▶ [PROBLEM REQUIREMENTS]: Exactly as they appear, set down all the lines of the material.

▶ [SUPPLIED INFORMATION]:

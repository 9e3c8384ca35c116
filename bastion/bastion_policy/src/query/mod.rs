//! Query rewriting for policy enforcement.
//!
//! - **guard**: guard evaluation and injection into query arguments
//! - **reversed**: filters reconstructed from nesting paths
//! - **read**: guarded lookups and read post-processing

pub mod guard;
pub mod read;
pub mod reversed;

pub use guard::PolicyUtil;
pub use read::{check_existence, check_policy_for_unique, post_process, read_back};
pub use reversed::{build_reversed_query, with_last_filter};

▶ [TASK RESULT]:
repository 9e3c8384ca35c116
filename bastion/bastion_policy/src/query/mod.rs
//! Query rewriting for policy enforcement.
//!
//! - **guard**: guard evaluation and injection into query arguments
//! - **reversed**: filters reconstructed from nesting paths
//! - **read**: guarded lookups and read post-processing

pub mod guard;
pub mod read;
pub mod reversed;

pub use guard::PolicyUtil;
pub use read::{check_existence, check_policy_for_unique, post_process, read_back};
pub use reversed::{build_reversed_query, with_last_filter};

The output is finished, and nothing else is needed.